Laser induced transfer of 2D materials for optoelectronic applications

Abstract

The advent of functional devices based on two-dimensional (2D) materials has further intensified the interest in the latter. However, the fabrication of structures using layered materials remains a key challenge. Recently, we proposed the so-called “Laser-Induced Transfer” method (LIT), as a digital and solvent-free approach for the high-resolution and intact transfer of 2D materials’ pixels. Here, we will further highlight the versatility of LIT by reporting results on the high-quality digital transfer of graphene and MoS2. These materials have emerged in the field of nanoelectronics, sensors and photonics due to their unique optoelectronic properties, but their high-quality transfer remains a hurdle.

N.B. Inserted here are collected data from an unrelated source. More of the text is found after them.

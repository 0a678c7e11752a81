//! Per-scenario win-rate estimates.
//!
//! During collection the runner records one battle outcome per finished
//! episode against the scenario that episode was reset into. Applying an
//! update turns those outcomes into per-scenario means and folds them into
//! the long-lived estimate vector with the configured [`UpdateRule`].
//! Scenarios with no episodes since the last update keep their estimate.

use std::io::{Read, Write};

use skirmish_core::ScenarioId;

use crate::codec;
use crate::error::StatsError;

/// How per-batch means are folded into the estimates.
#[derive(Clone, Copy, Debug, PartialEq)]
pub enum UpdateRule {
    /// Exponential smoothing: `e = (1 - beta) * e + beta * m`.
    BetaSmoothing {
        /// Weight given to the new batch mean, in `[0, 1]`.
        beta: f64,
    },
    /// Step towards the mean with a rate that decays with training time:
    /// `e += alpha * (m - e)`, `alpha = min(test_interval, t_env) / t_env`.
    ///
    /// At `t_env == 0` the rate is `1`.
    AdaptiveStep {
        /// Environment steps between evaluation rounds.
        test_interval: u64,
    },
}

impl UpdateRule {
    /// Check the rule's parameters.
    pub fn validate(&self) -> Result<(), StatsError> {
        match *self {
            Self::BetaSmoothing { beta } => {
                if !(0.0..=1.0).contains(&beta) {
                    return Err(StatsError::InvalidRule {
                        reason: format!("beta must be in [0, 1], got {beta}"),
                    });
                }
            }
            Self::AdaptiveStep { test_interval } => {
                if test_interval == 0 {
                    return Err(StatsError::InvalidRule {
                        reason: "test_interval must be at least 1".into(),
                    });
                }
            }
        }
        Ok(())
    }

    /// The step size this rule applies at `t_env`.
    pub fn rate(&self, t_env: u64) -> f64 {
        match *self {
            Self::BetaSmoothing { beta } => beta,
            Self::AdaptiveStep { test_interval } => {
                if t_env == 0 {
                    1.0
                } else {
                    test_interval.min(t_env) as f64 / t_env as f64
                }
            }
        }
    }
}

impl Default for UpdateRule {
    fn default() -> Self {
        Self::BetaSmoothing { beta: 0.1 }
    }
}

/// When the runner applies pending win-rate updates.
#[derive(Clone, Copy, Debug, Default, PartialEq, Eq)]
pub enum WinRateSchedule {
    /// After every collected batch, train or eval.
    #[default]
    EveryBatch,
    /// Only when an evaluation round flushes its statistics. Outcomes from
    /// every batch in between accumulate.
    OnEvaluationFlush,
}

/// Smoothed per-scenario win-rate estimates.
///
/// Every estimate stays in `[0, 1]`: outcomes are binary, means are
/// convex combinations of outcomes, and both update rules blend with a
/// rate in `[0, 1]`.
#[derive(Clone, Debug, PartialEq)]
pub struct WinRateTracker {
    estimates: Vec<f64>,
    wins: Vec<f64>,
    counts: Vec<u32>,
    rule: UpdateRule,
}

impl WinRateTracker {
    /// Create a tracker with all estimates at zero.
    pub fn new(scenario_count: usize, rule: UpdateRule) -> Result<Self, StatsError> {
        Self::from_estimates(vec![0.0; scenario_count], rule)
    }

    /// Restore a tracker from previously saved estimates.
    ///
    /// # Errors
    ///
    /// [`StatsError::OutOfRange`] if any value is outside `[0, 1]`,
    /// [`StatsError::InvalidRule`] if the rule is unusable.
    pub fn from_estimates(estimates: Vec<f64>, rule: UpdateRule) -> Result<Self, StatsError> {
        rule.validate()?;
        validate_range(&estimates)?;
        let n = estimates.len();
        Ok(Self {
            estimates,
            wins: vec![0.0; n],
            counts: vec![0; n],
            rule,
        })
    }

    /// Number of scenarios tracked.
    pub fn scenario_count(&self) -> usize {
        self.estimates.len()
    }

    /// The configured update rule.
    pub fn rule(&self) -> UpdateRule {
        self.rule
    }

    /// Current estimate vector.
    pub fn estimates(&self) -> &[f64] {
        &self.estimates
    }

    /// Current estimate for one scenario.
    pub fn estimate(&self, scenario: ScenarioId) -> Option<f64> {
        self.estimates.get(scenario.index()).copied()
    }

    /// Record one episode outcome for `scenario`.
    pub fn record(&mut self, scenario: ScenarioId, won: bool) -> Result<(), StatsError> {
        let index = scenario.index();
        if index >= self.estimates.len() {
            return Err(StatsError::UnknownScenario {
                index,
                scenario_count: self.estimates.len(),
            });
        }
        if won {
            self.wins[index] += 1.0;
        }
        self.counts[index] += 1;
        Ok(())
    }

    /// Whether outcomes have been recorded since the last [`apply`](Self::apply).
    pub fn has_pending(&self) -> bool {
        self.counts.iter().any(|&c| c > 0)
    }

    /// Fold pending outcomes into the estimates and clear them.
    ///
    /// Only scenarios with at least one recorded outcome are updated.
    /// Returns the number of scenarios touched.
    pub fn apply(&mut self, t_env: u64) -> usize {
        let rate = self.rule.rate(t_env);
        let mut touched = 0;
        for ((estimate, wins), count) in self
            .estimates
            .iter_mut()
            .zip(self.wins.iter_mut())
            .zip(self.counts.iter_mut())
        {
            if *count > 0 {
                let batch_mean = *wins / f64::from((*count).max(1));
                *estimate = ((1.0 - rate) * *estimate + rate * batch_mean).clamp(0.0, 1.0);
                touched += 1;
            }
            *wins = 0.0;
            *count = 0;
        }
        tracing::debug!(t_env, rate, touched, "applied win-rate update");
        touched
    }

    /// Write the estimate vector as a checkpoint.
    pub fn save(&self, w: &mut dyn Write) -> Result<(), StatsError> {
        codec::write_header(w)?;
        codec::write_f64_vec(w, &self.estimates)
    }

    /// Read a checkpoint written by [`save`](Self::save).
    ///
    /// # Errors
    ///
    /// [`StatsError::LengthMismatch`] if the checkpoint holds a different
    /// number of scenarios, [`StatsError::OutOfRange`] if any value is
    /// outside `[0, 1]`, plus header and I/O errors.
    pub fn load(
        r: &mut dyn Read,
        scenario_count: usize,
        rule: UpdateRule,
    ) -> Result<Self, StatsError> {
        codec::read_header(r)?;
        let estimates = codec::read_f64_vec(r, scenario_count)?;
        Self::from_estimates(estimates, rule)
    }
}

fn validate_range(values: &[f64]) -> Result<(), StatsError> {
    for (index, &value) in values.iter().enumerate() {
        if !(0.0..=1.0).contains(&value) {
            return Err(StatsError::OutOfRange { index, value });
        }
    }
    Ok(())
}

#[cfg(test)]
mod tests {
    use super::*;

    fn beta(b: f64) -> UpdateRule {
        UpdateRule::BetaSmoothing { beta: b }
    }

    #[test]
    fn beta_update_touches_only_recorded_scenarios() {
        let mut t = WinRateTracker::new(2, beta(0.1)).unwrap();
        t.record(ScenarioId(0), true).unwrap();
        assert_eq!(t.apply(0), 1);
        assert!((t.estimates()[0] - 0.1).abs() < 1e-12);
        assert_eq!(t.estimates()[1], 0.0);
    }

    #[test]
    fn beta_zero_is_idempotent() {
        let mut t = WinRateTracker::from_estimates(vec![0.3, 0.7], beta(0.0)).unwrap();
        t.record(ScenarioId(0), true).unwrap();
        t.record(ScenarioId(1), false).unwrap();
        t.apply(100);
        assert_eq!(t.estimates(), &[0.3, 0.7]);
    }

    #[test]
    fn beta_one_replaces_with_batch_mean() {
        let mut t = WinRateTracker::from_estimates(vec![0.3, 0.7], beta(1.0)).unwrap();
        t.record(ScenarioId(0), true).unwrap();
        t.record(ScenarioId(0), false).unwrap();
        t.record(ScenarioId(0), true).unwrap();
        t.record(ScenarioId(0), true).unwrap();
        t.apply(100);
        assert_eq!(t.estimates(), &[0.75, 0.7]);
    }

    #[test]
    fn adaptive_step_full_replacement_at_test_interval() {
        let rule = UpdateRule::AdaptiveStep {
            test_interval: 2000,
        };
        let mut t = WinRateTracker::from_estimates(vec![0.9], rule).unwrap();
        t.record(ScenarioId(0), false).unwrap();
        t.record(ScenarioId(0), true).unwrap();
        t.apply(2000);
        assert_eq!(t.estimates(), &[0.5]);
    }

    #[test]
    fn adaptive_step_decays_with_t_env() {
        let rule = UpdateRule::AdaptiveStep { test_interval: 100 };
        assert_eq!(rule.rate(0), 1.0);
        assert_eq!(rule.rate(50), 1.0);
        assert_eq!(rule.rate(400), 0.25);

        let mut t = WinRateTracker::new(1, rule).unwrap();
        t.record(ScenarioId(0), true).unwrap();
        t.apply(400);
        assert_eq!(t.estimates(), &[0.25]);
    }

    #[test]
    fn apply_clears_pending_outcomes() {
        let mut t = WinRateTracker::new(2, beta(0.5)).unwrap();
        t.record(ScenarioId(1), true).unwrap();
        assert!(t.has_pending());
        t.apply(0);
        assert!(!t.has_pending());
        assert_eq!(t.apply(0), 0);
        assert_eq!(t.estimates(), &[0.0, 0.5]);
    }

    #[test]
    fn unknown_scenario_rejected() {
        let mut t = WinRateTracker::new(2, beta(0.1)).unwrap();
        assert!(matches!(
            t.record(ScenarioId(2), true),
            Err(StatsError::UnknownScenario {
                index: 2,
                scenario_count: 2
            })
        ));
    }

    #[test]
    fn invalid_rules_rejected() {
        assert!(WinRateTracker::new(1, beta(1.5)).is_err());
        assert!(WinRateTracker::new(1, beta(f64::NAN)).is_err());
        assert!(WinRateTracker::new(1, UpdateRule::AdaptiveStep { test_interval: 0 }).is_err());
    }

    #[test]
    fn out_of_range_estimates_rejected() {
        assert!(matches!(
            WinRateTracker::from_estimates(vec![0.5, 1.2], beta(0.1)),
            Err(StatsError::OutOfRange { index: 1, .. })
        ));
    }

    #[test]
    fn checkpoint_restores_estimates() {
        let t = WinRateTracker::from_estimates(vec![0.125, 0.5, 1.0], beta(0.1)).unwrap();
        let mut buf = Vec::new();
        t.save(&mut buf).unwrap();
        let restored = WinRateTracker::load(&mut buf.as_slice(), 3, beta(0.1)).unwrap();
        assert_eq!(restored.estimates(), t.estimates());
    }

    #[test]
    fn checkpoint_with_wrong_scenario_count_rejected() {
        let t = WinRateTracker::new(3, beta(0.1)).unwrap();
        let mut buf = Vec::new();
        t.save(&mut buf).unwrap();
        assert!(matches!(
            WinRateTracker::load(&mut buf.as_slice(), 4, beta(0.1)),
            Err(StatsError::LengthMismatch {
                expected: 4,
                found: 3
            })
        ));
    }

    #[test]
    fn checkpoint_with_corrupt_value_rejected() {
        let mut buf = Vec::new();
        codec::write_header(&mut buf).unwrap();
        codec::write_f64_vec(&mut buf, &[0.5, -0.1]).unwrap();
        assert!(matches!(
            WinRateTracker::load(&mut buf.as_slice(), 2, beta(0.1)),
            Err(StatsError::OutOfRange { index: 1, .. })
        ));
    }

    mod proptests {
        use crate::win_rate::{UpdateRule, WinRateTracker};
        use proptest::prelude::*;
        use skirmish_core::ScenarioId;

        fn rule() -> impl Strategy<Value = UpdateRule> {
            prop_oneof![
                (0.0f64..=1.0).prop_map(|beta| UpdateRule::BetaSmoothing { beta }),
                (1u64..10_000).prop_map(|test_interval| UpdateRule::AdaptiveStep { test_interval }),
            ]
        }

        proptest! {
            #[test]
            fn estimates_stay_in_unit_interval(
                rule in rule(),
                initial in proptest::collection::vec(0.0f64..=1.0, 1..6),
                rounds in proptest::collection::vec(
                    (proptest::collection::vec((any::<usize>(), any::<bool>()), 0..16), 0u64..100_000),
                    1..8,
                ),
            ) {
                let n = initial.len();
                let mut t = WinRateTracker::from_estimates(initial, rule).unwrap();
                for (outcomes, t_env) in rounds {
                    for (s, won) in outcomes {
                        t.record(ScenarioId((s % n) as u32), won).unwrap();
                    }
                    t.apply(t_env);
                    for &e in t.estimates() {
                        prop_assert!((0.0..=1.0).contains(&e));
                    }
                }
            }

            #[test]
            fn untouched_scenarios_keep_their_estimate(
                rule in rule(),
                initial in proptest::collection::vec(0.0f64..=1.0, 2..6),
                t_env in 0u64..100_000,
                won in any::<bool>(),
            ) {
                let mut t = WinRateTracker::from_estimates(initial.clone(), rule).unwrap();
                t.record(ScenarioId(0), won).unwrap();
                t.apply(t_env);
                prop_assert_eq!(&t.estimates()[1..], &initial[1..]);
            }
        }
    }
}
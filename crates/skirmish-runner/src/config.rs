//! Runner configuration, validation, and error types.

use std::error::Error;
use std::fmt;
use std::time::Duration;

use skirmish_core::ObservationKind;
use skirmish_stats::{StatsError, UpdateRule, WinRateSchedule};

// ── ConfigError ────────────────────────────────────────────────────

/// Errors detected during [`RunnerConfig::validate()`].
#[derive(Debug, PartialEq)]
pub enum ConfigError {
    /// `batch_size_run` is zero.
    ZeroBatchSize,
    /// `response_timeout` is `Some(Duration::ZERO)`.
    ZeroTimeout,
    /// The win-rate update rule's parameters are unusable.
    InvalidWinRateRule {
        /// Description of the problem.
        reason: String,
    },
    /// `initial_win_rates` has the wrong number of entries.
    InitialWinRatesLength {
        /// Configured scenario count.
        expected: usize,
        /// Number of initial estimates supplied.
        found: usize,
    },
    /// An initial win-rate estimate lies outside `[0, 1]`.
    InvalidInitialWinRate {
        /// Scenario index of the offending value.
        index: usize,
        /// The offending value.
        value: f64,
    },
}

impl fmt::Display for ConfigError {
    fn fmt(&self, f: &mut fmt::Formatter<'_>) -> fmt::Result {
        match self {
            Self::ZeroBatchSize => write!(f, "batch_size_run must be at least 1"),
            Self::ZeroTimeout => write!(f, "response_timeout must be non-zero when set"),
            Self::InvalidWinRateRule { reason } => {
                write!(f, "invalid win-rate rule: {reason}")
            }
            Self::InitialWinRatesLength { expected, found } => write!(
                f,
                "initial_win_rates has {found} entries, scenario_count is {expected}"
            ),
            Self::InvalidInitialWinRate { index, value } => {
                write!(f, "initial win rate {value} for scenario {index} is outside [0, 1]")
            }
        }
    }
}

impl Error for ConfigError {}

// ── RunnerConfig ───────────────────────────────────────────────────

/// Complete configuration for a [`ParallelRunner`](crate::ParallelRunner).
#[derive(Clone, Debug)]
pub struct RunnerConfig {
    /// Number of parallel episode slots (one worker each). Default: 8.
    pub batch_size_run: usize,
    /// Observation representation requested from workers. Default: entity.
    pub observation: ObservationKind,
    /// Worker `r` builds its environment with seed `base_seed + r`.
    pub base_seed: u64,
    /// Episodes per evaluation round; rounded down to a multiple of the
    /// batch size (at least one batch). Default: 32.
    pub test_nepisode: usize,
    /// Minimum environment steps between training log flushes.
    /// Default: 10 000.
    pub runner_log_interval: u64,
    /// Number of scenarios tracked by the win-rate estimator. Zero disables
    /// tracking. Default: 0.
    pub scenario_count: usize,
    /// How per-batch win rates are folded into the estimates.
    pub win_rate_rule: UpdateRule,
    /// When pending win-rate outcomes are applied.
    pub win_rate_schedule: WinRateSchedule,
    /// Maximum wait for any single worker reply. `None` blocks forever.
    pub response_timeout: Option<Duration>,
    /// Estimates restored from a previous run, one per scenario.
    pub initial_win_rates: Option<Vec<f64>>,
}

impl Default for RunnerConfig {
    fn default() -> Self {
        Self {
            batch_size_run: 8,
            observation: ObservationKind::Entity,
            base_seed: 0,
            test_nepisode: 32,
            runner_log_interval: 10_000,
            scenario_count: 0,
            win_rate_rule: UpdateRule::default(),
            win_rate_schedule: WinRateSchedule::default(),
            response_timeout: None,
            initial_win_rates: None,
        }
    }
}

impl RunnerConfig {
    /// Validate all structural invariants.
    pub fn validate(&self) -> Result<(), ConfigError> {
        // 1. At least one slot.
        if self.batch_size_run == 0 {
            return Err(ConfigError::ZeroBatchSize);
        }
        // 2. A zero timeout would fail every receive.
        if self.response_timeout == Some(Duration::ZERO) {
            return Err(ConfigError::ZeroTimeout);
        }
        // 3. Update rule parameters.
        self.win_rate_rule.validate().map_err(|e| match e {
            StatsError::InvalidRule { reason } => ConfigError::InvalidWinRateRule { reason },
            other => ConfigError::InvalidWinRateRule {
                reason: other.to_string(),
            },
        })?;
        // 4. Restored estimates must match the scenario count and range.
        if let Some(initial) = &self.initial_win_rates {
            if initial.len() != self.scenario_count {
                return Err(ConfigError::InitialWinRatesLength {
                    expected: self.scenario_count,
                    found: initial.len(),
                });
            }
            if let Some((index, &value)) = initial
                .iter()
                .enumerate()
                .find(|(_, v)| !(0.0..=1.0).contains(*v))
            {
                return Err(ConfigError::InvalidInitialWinRate { index, value });
            }
        }
        Ok(())
    }

    /// Number of evaluation episodes that completes one evaluation round.
    pub fn test_episodes_per_round(&self) -> usize {
        (self.test_nepisode / self.batch_size_run.max(1)).max(1) * self.batch_size_run
    }
}

#[cfg(test)]
mod tests {
    use super::*;

    #[test]
    fn default_config_is_valid() {
        assert_eq!(RunnerConfig::default().validate(), Ok(()));
    }

    #[test]
    fn zero_batch_size_rejected() {
        let cfg = RunnerConfig {
            batch_size_run: 0,
            ..Default::default()
        };
        assert_eq!(cfg.validate(), Err(ConfigError::ZeroBatchSize));
    }

    #[test]
    fn zero_timeout_rejected() {
        let cfg = RunnerConfig {
            response_timeout: Some(Duration::ZERO),
            ..Default::default()
        };
        assert_eq!(cfg.validate(), Err(ConfigError::ZeroTimeout));
    }

    #[test]
    fn bad_beta_rejected() {
        let cfg = RunnerConfig {
            win_rate_rule: UpdateRule::BetaSmoothing { beta: -0.5 },
            ..Default::default()
        };
        assert!(matches!(
            cfg.validate(),
            Err(ConfigError::InvalidWinRateRule { .. })
        ));
    }

    #[test]
    fn initial_win_rates_checked() {
        let cfg = RunnerConfig {
            scenario_count: 2,
            initial_win_rates: Some(vec![0.5]),
            ..Default::default()
        };
        assert_eq!(
            cfg.validate(),
            Err(ConfigError::InitialWinRatesLength {
                expected: 2,
                found: 1
            })
        );

        let cfg = RunnerConfig {
            scenario_count: 2,
            initial_win_rates: Some(vec![0.5, 1.5]),
            ..Default::default()
        };
        assert_eq!(
            cfg.validate(),
            Err(ConfigError::InvalidInitialWinRate {
                index: 1,
                value: 1.5
            })
        );
    }

    #[test]
    fn test_round_is_whole_batches() {
        let mut cfg = RunnerConfig {
            batch_size_run: 8,
            test_nepisode: 20,
            ..Default::default()
        };
        assert_eq!(cfg.test_episodes_per_round(), 16);
        cfg.test_nepisode = 3;
        assert_eq!(cfg.test_episodes_per_round(), 8);
    }
}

The quality of the transferred films has been confirmed with systematic characterization based on Scanning Electron Microscopy and Raman spectroscopy, as well as mobility’s extraction. Then we will present how the laser induced transfer of these materials can be employed as a key-enabler for the demonstration of the digital deposition of graphene and MoS₂ pixels with form factors and electronic properties suitable for FETs. The presented results highlight the potential of LIT for the wafer scale integration of 2D materials, therefore fostering the wider industrial incorporation of 2D materials in electronics, optoelectronics and photonics.